Agnès MARILLER

Agnès Mariller, née en 1960, vit et travaille à St Étienne.

Partant de la posture de me prendre comme modèle, objet et non sujet, je travaille, depuis plusieurs années, ce personnage archétypal dont le reflet est dépossédé de personnalité pour n’être que «corps- lieu», une incarnation. De ces contraintes revendiquées découle la frontalité ce qui crée une image crue : un visage sans aura qui tend au générique. Le corps devient chair à représenter. La peinture travaille sur «l’extrême dessus de la viande vraie».

Par ce dispositif contraignant, répétitif et performatif du corps à la fois modèle et peignant, je provoque une tension, la tension du corps. À travers ce personnage unique, je travaille à l'effacement du biographique pour «atteindre» le tremblement de l’humain, «une humanité qui a perdu son centre de gravité» : une recherche du collectif, une ouverture.

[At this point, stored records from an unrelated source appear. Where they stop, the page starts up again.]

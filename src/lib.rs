//! # pushpack Core Library
//!
//! This crate builds the resource manifest of an application push and the
//! archive that carries the files a platform does not already have.
//!
//! It is used by the `pushpack` command-line application, but its public API
//! is meant to be called by whatever layer talks to the platform.
//!
//! ## Key Modules
//!
//! - [`scan`]: Turns a directory tree or an existing archive into an ordered list of [`Resource`]s.
//! - [`pack`]: Turns a resource list back into a zip archive.
//! - [`archive`]: Container traits and the zip codec behind them.
//! - [`fsx`]: The permission model deciding which file modes get recorded.
//!
//! ## Examples
//!
//! ```no_run
//! use pushpack::{PackConfig, Packer};
//!
//! let packer = Packer::new(PackConfig::host());
//! let manifest = packer.gather_directory_resources("./my-app")?;
//! // ... ask the platform which of these it already has, drop those ...
//! let archive = packer.zip_directory_resources("./my-app", &manifest)?;
//! println!("upload {}", archive.display());
//! # Ok::<(), pushpack::PushpackError>(())
//! ```

pub mod archive;
pub mod cli;
pub mod common;
pub mod config;
pub mod digest;
pub mod error;
pub mod fsx;
pub mod pack;
pub mod packer;
pub mod scan;

pub use archive::is_archive;
pub use common::{resources_from_json, resources_to_json, Resource};
pub use config::{Compression, PackConfig, SpecialFilePolicy};
pub use error::{PushpackError, Result};
pub use fsx::{PermissionModel, CANONICAL_FILE_MODE};
pub use packer::{gather_archive_resources, gather_directory_resources, zip_directory_resources, Packer};
//! # Manifest Scanners
//!
//! Both scanners produce the same [`crate::Resource`] shape:
//! - [`gather_directory_resources`] walks a local tree.
//! - [`gather_archive_resources`] reads an existing zip archive.

mod archive;
mod directory;

pub use archive::{gather_archive_resources, read_container_resources};
pub use directory::gather_directory_resources;
//! The resource record shared by scanners and builders, plus the path rules
//! every operation agrees on.

use serde::{Deserialize, Serialize};
use std::path::{Component, Path};

use crate::error::Result;

/// One file or directory of a push payload.
///
/// A resource is a directory exactly when it has no SHA-1. Directories carry a
/// zero size and a zero mode.
#[derive(Serialize, Deserialize, Debug, Clone, PartialEq, Eq, Hash)]
#[serde(from = "WireResource", into = "WireResource")]
pub struct Resource {
    filename: String,
    sha1: Option<String>,
    size: u64,
    mode: u32,
}

impl Resource {
    pub fn directory(filename: impl Into<String>) -> Self {
        Self { filename: filename.into(), sha1: None, size: 0, mode: 0 }
    }

    pub fn file(filename: impl Into<String>, sha1: impl Into<String>, size: u64, mode: u32) -> Self {
        Self { filename: filename.into(), sha1: Some(sha1.into()), size, mode }
    }

    pub fn filename(&self) -> &str {
        &self.filename
    }

    /// Lowercase hex SHA-1 of the content; `None` for directories.
    pub fn sha1(&self) -> Option<&str> {
        self.sha1.as_deref()
    }

    pub fn size(&self) -> u64 {
        self.size
    }

    pub fn mode(&self) -> u32 {
        self.mode
    }

    pub fn is_dir(&self) -> bool {
        self.sha1.is_none()
    }

    /// The name this resource is stored under inside an archive: no leading
    /// slash, and a trailing slash only for directories.
    pub fn entry_name(&self) -> String {
        let bare = bare_name(&self.filename);
        if self.is_dir() {
            format!("{bare}/")
        } else {
            bare.to_string()
        }
    }
}

/// Shape of a resource in the match negotiation payload. The mode travels as an
/// octal string.
#[derive(Serialize, Deserialize)]
struct WireResource {
    #[serde(rename = "fn")]
    filename: String,
    #[serde(default, skip_serializing_if = "Option::is_none")]
    sha1: Option<String>,
    #[serde(default)]
    size: u64,
    #[serde(default, with = "octal_mode")]
    mode: u32,
}

impl From<WireResource> for Resource {
    fn from(wire: WireResource) -> Self {
        match wire.sha1 {
            Some(sha1) if !sha1.is_empty() => Resource::file(wire.filename, sha1, wire.size, wire.mode),
            _ => Resource::directory(wire.filename),
        }
    }
}

impl From<Resource> for WireResource {
    fn from(resource: Resource) -> Self {
        WireResource {
            filename: resource.filename,
            sha1: resource.sha1,
            size: resource.size,
            mode: resource.mode,
        }
    }
}

mod octal_mode {
    use serde::de::Error;
    use serde::{Deserialize, Deserializer, Serializer};

    pub fn serialize<S: Serializer>(mode: &u32, serializer: S) -> Result<S::Ok, S::Error> {
        serializer.serialize_str(&format!("{mode:o}"))
    }

    pub fn deserialize<'de, D: Deserializer<'de>>(deserializer: D) -> Result<u32, D::Error> {
        let raw = String::deserialize(deserializer)?;
        u32::from_str_radix(&raw, 8).map_err(|e| D::Error::custom(format!("invalid octal mode '{raw}': {e}")))
    }
}

/// Encodes a manifest as the JSON array sent to the match negotiation.
pub fn resources_to_json(resources: &[Resource]) -> Result<String> {
    Ok(serde_json::to_string(resources)?)
}

/// Decodes a manifest returned by the match negotiation.
pub fn resources_from_json(json: &str) -> Result<Vec<Resource>> {
    Ok(serde_json::from_str(json)?)
}

/// Joins the components of a relative path with forward slashes.
/// Returns `None` if a component is not valid UTF-8 or is not a plain name.
pub(crate) fn path_to_slash(relative: &Path) -> Option<String> {
    let mut parts = Vec::new();
    for component in relative.components() {
        match component {
            Component::Normal(name) => parts.push(name.to_str()?),
            Component::CurDir => {}
            _ => return None,
        }
    }
    Some(parts.join("/"))
}

/// Archive-rooted form of a stored entry name: forward slashes, one leading slash.
pub fn archive_filename(stored: &str) -> String {
    let s = stored.replace('\\', "/");
    if s.starts_with('/') {
        s
    } else {
        format!("/{s}")
    }
}

/// Strips the archive-root slash and any trailing directory slash.
pub fn bare_name(filename: &str) -> &str {
    filename.trim_start_matches('/').trim_end_matches('/')
}

/// True if `name` stays inside whatever base it is joined onto.
pub(crate) fn is_contained(name: &str) -> bool {
    !name.is_empty()
        && !name.contains('\\')
        && name.split('/').all(|part| !part.is_empty() && part != "." && part != "..")
}

#[cfg(test)]
mod tests {
    use super::*;
    use std::path::PathBuf;

    #[test]
    fn directory_carries_no_content_fields() {
        let dir = Resource::directory("level1");
        assert!(dir.is_dir());
        assert_eq!(dir.sha1(), None);
        assert_eq!(dir.size(), 0);
        assert_eq!(dir.mode(), 0);
    }

    #[test]
    fn entry_names() {
        assert_eq!(Resource::directory("level1/level2").entry_name(), "level1/level2/");
        assert_eq!(Resource::directory("/level1/").entry_name(), "level1/");
        assert_eq!(Resource::file("/tmpFile2", "abc", 1, 0o644).entry_name(), "tmpFile2");
    }

    #[test]
    fn archive_filename_adds_root_once() {
        assert_eq!(archive_filename("level1/"), "/level1/");
        assert_eq!(archive_filename("/level1/"), "/level1/");
        assert_eq!(archive_filename("a\\b.txt"), "/a/b.txt");
    }

    #[test]
    fn path_to_slash_uses_forward_slashes() {
        let rel: PathBuf = ["level1", "level2", "tmpFile1"].iter().collect();
        assert_eq!(path_to_slash(&rel).as_deref(), Some("level1/level2/tmpFile1"));
        assert_eq!(path_to_slash(Path::new("../escape")), None);
    }

    #[test]
    fn containment() {
        assert!(is_contained("level1/level2/tmpFile1"));
        assert!(!is_contained("../outside"));
        assert!(!is_contained("a//b"));
        assert!(!is_contained(""));
    }

    #[test]
    fn wire_shape_uses_octal_mode_and_fn_key() -> Result<()> {
        let json = resources_to_json(&[
            Resource::directory("level1"),
            Resource::file("tmpFile3", "f4c9ca85f3e084ffad3abbdabbd2a890c034c879", 10, 0o766),
        ])?;
        assert_eq!(
            json,
            r#"[{"fn":"level1","size":0,"mode":"0"},{"fn":"tmpFile3","sha1":"f4c9ca85f3e084ffad3abbdabbd2a890c034c879","size":10,"mode":"766"}]"#
        );
        Ok(())
    }

    #[test]
    fn decoding_tolerates_missing_fields() -> Result<()> {
        let resources = resources_from_json(r#"[{"fn":"dir"},{"fn":"f","sha1":"aa","size":3,"mode":"644"},{"fn":"d2","sha1":""}]"#)?;
        assert_eq!(resources[0], Resource::directory("dir"));
        assert_eq!(resources[1], Resource::file("f", "aa", 3, 0o644));
        assert!(resources[2].is_dir());
        Ok(())
    }

    #[test]
    fn decoding_rejects_non_octal_mode() {
        assert!(resources_from_json(r#"[{"fn":"f","sha1":"aa","size":1,"mode":"9"}]"#).is_err());
    }
}
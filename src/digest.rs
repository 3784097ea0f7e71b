//! SHA-1 content fingerprints.

use std::fs::File;
use std::io::{self, Read};
use std::path::Path;

use sha1::{Digest, Sha1};

use crate::error::{PushpackError, Result};

/// Hashes everything `reader` yields, returning the lowercase hex digest and
/// the number of bytes consumed.
pub fn sha1_reader<R: Read + ?Sized>(reader: &mut R) -> io::Result<(String, u64)> {
    let mut hasher = Sha1::new();
    let size = io::copy(reader, &mut hasher)?;
    Ok((format!("{:x}", hasher.finalize()), size))
}

/// Hashes the full content of the file at `path`.
pub fn sha1_file(path: &Path) -> Result<(String, u64)> {
    let mut file = File::open(path).map_err(|e| PushpackError::io(e, path))?;
    sha1_reader(&mut file).map_err(|e| PushpackError::io(e, path))
}

/// Hex digest of an in-memory buffer.
pub fn sha1_bytes(data: &[u8]) -> String {
    format!("{:x}", Sha1::digest(data))
}
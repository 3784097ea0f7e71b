use std::fs;
use std::io;
use std::path::Path;

use tracing::{debug, warn};
use walkdir::WalkDir;

use crate::common::{path_to_slash, Resource};
use crate::config::{PackConfig, SpecialFilePolicy};
use crate::digest;
use crate::error::{PushpackError, Result};
use crate::fsx;

/// Walks `root` and returns one resource per directory and regular file below
/// it, depth-first with siblings in file-name order. Paths are root-relative
/// with forward slashes and no leading slash; the root itself is not listed.
pub fn gather_directory_resources(root: &Path, config: &PackConfig) -> Result<Vec<Resource>> {
    let meta = fs::metadata(root).map_err(|e| PushpackError::opening(e, root))?;
    if !meta.is_dir() {
        return Err(PushpackError::io(
            io::Error::new(io::ErrorKind::InvalidInput, "not a directory"),
            root,
        ));
    }
    debug!(root = %root.display(), "gathering directory resources");

    let mut resources = Vec::new();
    let walker = WalkDir::new(root)
        .min_depth(1)
        .follow_links(false)
        .sort_by_file_name();

    for entry in walker {
        let entry = entry.map_err(|e| {
            let path = e.path().unwrap_or(root).to_path_buf();
            PushpackError::io(e.into(), path)
        })?;

        let relative = entry.path().strip_prefix(root).map_err(|_| PushpackError::StripPrefix {
            prefix: root.to_path_buf(),
            path: entry.path().to_path_buf(),
        })?;
        let filename = path_to_slash(relative).ok_or_else(|| {
            PushpackError::io(
                io::Error::new(io::ErrorKind::InvalidData, "path is not valid UTF-8"),
                entry.path(),
            )
        })?;

        let file_type = entry.file_type();
        if file_type.is_dir() {
            debug!(%filename, "directory");
            resources.push(Resource::directory(filename));
            continue;
        }
        if !file_type.is_file() {
            match config.special_files {
                SpecialFilePolicy::Reject => {
                    return Err(PushpackError::Unsupported { path: entry.path().to_path_buf() });
                }
                SpecialFilePolicy::Skip => {
                    warn!(path = %entry.path().display(), "skipping entry that is not a regular file");
                    continue;
                }
            }
        }

        let meta = entry.metadata().map_err(|e| PushpackError::io(e.into(), entry.path()))?;
        let (sha1, size) = digest::sha1_file(entry.path())?;
        let mode = config.permission_model.file_mode(fsx::unix_mode(&meta));
        debug!(%filename, %sha1, size, mode = format_args!("{mode:o}"), "file");
        resources.push(Resource::file(filename, sha1, size, mode));
    }

    debug!(root = %root.display(), count = resources.len(), "directory resources gathered");
    Ok(resources)
}
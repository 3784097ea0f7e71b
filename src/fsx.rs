//! Cross-platform permission handling.
//!
//! Unix hosts report real POSIX permission bits, so a [`PermissionModel::Faithful`]
//! model carries them through untouched. Windows has no owner/group/other
//! semantics: the bits the standard library synthesizes there are meaningless to
//! the platform receiving a push, so [`PermissionModel::Normalized`] replaces
//! every file mode with [`CANONICAL_FILE_MODE`].
//!
//! The model is chosen once (see [`PermissionModel::host`] and
//! [`crate::config::PackConfig`]) and every scanner and builder asks it for the
//! mode to record instead of branching on the target OS themselves.

use std::fs::Metadata;
use std::io;
use std::path::Path;

#[cfg(unix)]
use std::os::unix::fs::PermissionsExt; // mode()

/// Mask for the owner/group/other permission bits.
pub const PERMISSION_BITS: u32 = 0o777;

/// Mode forced onto every file under the normalized model: full owner access,
/// read-write for group and other.
pub const CANONICAL_FILE_MODE: u32 = 0o766;

/// Mode assumed for an archived file whose entry records no Unix mode.
pub const DEFAULT_ARCHIVE_FILE_MODE: u32 = 0o744;

/// How file permission bits are recorded in manifests and archives.
#[derive(Debug, Clone, Copy, PartialEq, Eq, Default)]
pub enum PermissionModel {
    /// Mode bits are read and written as-is.
    #[default]
    Faithful,
    /// Every file mode is forced to [`CANONICAL_FILE_MODE`].
    Normalized,
}

impl PermissionModel {
    /// The model matching the host's filesystem semantics.
    pub fn host() -> Self {
        if cfg!(windows) {
            PermissionModel::Normalized
        } else {
            PermissionModel::Faithful
        }
    }

    /// Resolves the mode to record for a regular file whose source reports `reported`.
    pub fn file_mode(self, reported: u32) -> u32 {
        match self {
            PermissionModel::Faithful => reported & PERMISSION_BITS,
            PermissionModel::Normalized => CANONICAL_FILE_MODE,
        }
    }
}

#[cfg(unix)]
/// Permission bits of a file as reported by the filesystem.
pub fn unix_mode(meta: &Metadata) -> u32 {
    meta.permissions().mode() & PERMISSION_BITS
}

#[cfg(not(unix))]
/// Synthesized permission bits: only the read-only flag is meaningful here.
pub fn unix_mode(meta: &Metadata) -> u32 {
    if meta.permissions().readonly() {
        0o444
    } else {
        0o666
    }
}

#[cfg(unix)]
/// Set POSIX permission bits on Unix.
pub fn set_unix_permissions(path: &Path, mode: u32) -> io::Result<()> {
    std::fs::set_permissions(path, std::fs::Permissions::from_mode(mode))
}

#[cfg(not(unix))]
/// No-op off Unix: POSIX permission bits cannot be expressed.
pub fn set_unix_permissions(_path: &Path, _mode: u32) -> io::Result<()> {
    Ok(())
}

Sur la toile, je livre l’ahurissement, l’hébétude des corps et des visages offerts. Utiliser la toile comme lieu où proférer, tout en refusant une narration fermée pour laisser ouverte l’interprétation.

La matière picturale affirme sa tangibilité, sa rugosité, sa faillibilité. J’essaie de travailler dans cette acuité mêlant coulures de jus et affleurement de la touche. L’onctuosité de l’huile contre l’âpreté de la toile. Une peinture qui n’est que ça. Chaque étape du peindre se laisse apercevoir ; la toile devient une mémoire sur laquelle le temps s’est stratifié.

La taille, la forme disent l’humain. Tout doit se jouer dans une envergure moyenne, à portée de main, à portée de corps. Puisque posant, je peins.